Data to use
══════════

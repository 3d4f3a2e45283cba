//! Configuration schema definitions.
//!
//! This module defines the complete configuration structure for the widget.
//! All types derive Serde traits for deserialization from config files.

use serde::{Deserialize, Serialize};

/// Root configuration for the wallet widget.
#[derive(Debug, Clone, Deserialize, Serialize, Default)]
#[serde(default)]
pub struct WidgetConfig {
    /// Injected wallet provider settings (RPC endpoint, chain).
    pub provider: ProviderConfig,

    /// Observability settings.
    pub observability: ObservabilityConfig,
}

/// Injected wallet provider configuration.
#[derive(Debug, Clone, Deserialize, Serialize)]
#[serde(default)]
pub struct ProviderConfig {
    /// Primary JSON-RPC endpoint of the injected wallet
    /// (e.g., "http://127.0.0.1:8545").
    pub rpc_url: String,

    /// Additional endpoints tried in order when the primary fails.
    pub failover_urls: Vec<String>,

    /// Expected chain ID; connection attempts verify against it.
    pub chain_id: u64,

    /// Per-call RPC timeout in seconds.
    pub rpc_timeout_secs: u64,
}

impl Default for ProviderConfig {
    fn default() -> Self {
        Self {
            rpc_url: "http://127.0.0.1:8545".to_string(),
            failover_urls: Vec::new(),
            chain_id: 1,
            rpc_timeout_secs: 10,
        }
    }
}

/// Observability configuration.
#[derive(Debug, Clone, Deserialize, Serialize)]
#[serde(default)]
pub struct ObservabilityConfig {
    /// Log level filter when RUST_LOG is not set (e.g., "info").
    pub log_level: String,

    /// Whether to expose Prometheus metrics.
    pub metrics_enabled: bool,

    /// Address for the metrics endpoint (e.g., "127.0.0.1:9090").
    pub metrics_address: String,
}

impl Default for ObservabilityConfig {
    fn default() -> Self {
        Self {
            log_level: "info".to_string(),
            metrics_enabled: false,
            metrics_address: "127.0.0.1:9090".to_string(),
        }
    }
}

#[cfg(test)]
mod tests {
    use super::*;

    #[test]
    fn test_default_config() {
        let config = WidgetConfig::default();
        assert_eq!(config.provider.rpc_url, "http://127.0.0.1:8545");
        assert!(config.provider.failover_urls.is_empty());
        assert_eq!(config.provider.rpc_timeout_secs, 10);
        assert!(!config.observability.metrics_enabled);
    }

    #[test]
    fn test_minimal_toml() {
        let config: WidgetConfig = toml::from_str(
            r#"
            [provider]
            rpc_url = "http://127.0.0.1:7545"
            chain_id = 31337
            "#,
        )
        .unwrap();
        assert_eq!(config.provider.rpc_url, "http://127.0.0.1:7545");
        assert_eq!(config.provider.chain_id, 31337);
        // Unspecified fields fall back to defaults
        assert_eq!(config.provider.rpc_timeout_secs, 10);
        assert_eq!(config.observability.log_level, "info");
    }
}
//! Connector-specific types and error definitions.

use thiserror::Error;

// Re-export ProviderConfig from config module to avoid duplication
pub use crate::config::schema::ProviderConfig;

/// Chain ID type for strong typing.
#[derive(Debug, Clone, Copy, PartialEq, Eq, Hash)]
pub struct ChainId(pub u64);

impl From<u64> for ChainId {
    fn from(id: u64) -> Self {
        Self(id)
    }
}

impl From<ChainId> for u64 {
    fn from(id: ChainId) -> Self {
        id.0
    }
}

/// Errors that can occur while negotiating with the wallet endpoint.
#[derive(Debug, Error)]
pub enum ConnectorError {
    /// RPC connection or request failed.
    #[error("RPC error: {0}")]
    Rpc(String),

    /// RPC request timed out.
    #[error("RPC timeout after {0} seconds")]
    Timeout(u64),

    /// The endpoint exposes no unlocked account.
    #[error("no unlocked account exposed by the wallet endpoint")]
    NoAccounts,

    /// Chain configuration mismatch.
    #[error("Chain ID mismatch: expected {expected}, got {actual}")]
    ChainMismatch { expected: u64, actual: u64 },

    /// Connector not initialized or endpoint unreachable.
    #[error("Wallet endpoint not available: {0}")]
    NotAvailable(String),
}

/// Result type for connector operations.
pub type ConnectorResult<T> = Result<T, ConnectorError>;

#[cfg(test)]
mod tests {
    use super::*;

    #[test]
    fn test_chain_id_conversion() {
        let chain_id = ChainId::from(1u64);
        assert_eq!(chain_id.0, 1);
        assert_eq!(u64::from(chain_id), 1);
    }

    #[test]
    fn test_error_display() {
        let err = ConnectorError::Timeout(10);
        assert_eq!(err.to_string(), "RPC timeout after 10 seconds");

        let err = ConnectorError::ChainMismatch {
            expected: 1,
            actual: 31337,
        };
        assert!(err.to_string().contains("31337"));
    }
}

══════════

Exercise brief
Show every line in the entries where the string "connection" occurs.

Answer section
    /// Expected chain ID; connection attempts verify against it.
    /// RPC connection or request failed.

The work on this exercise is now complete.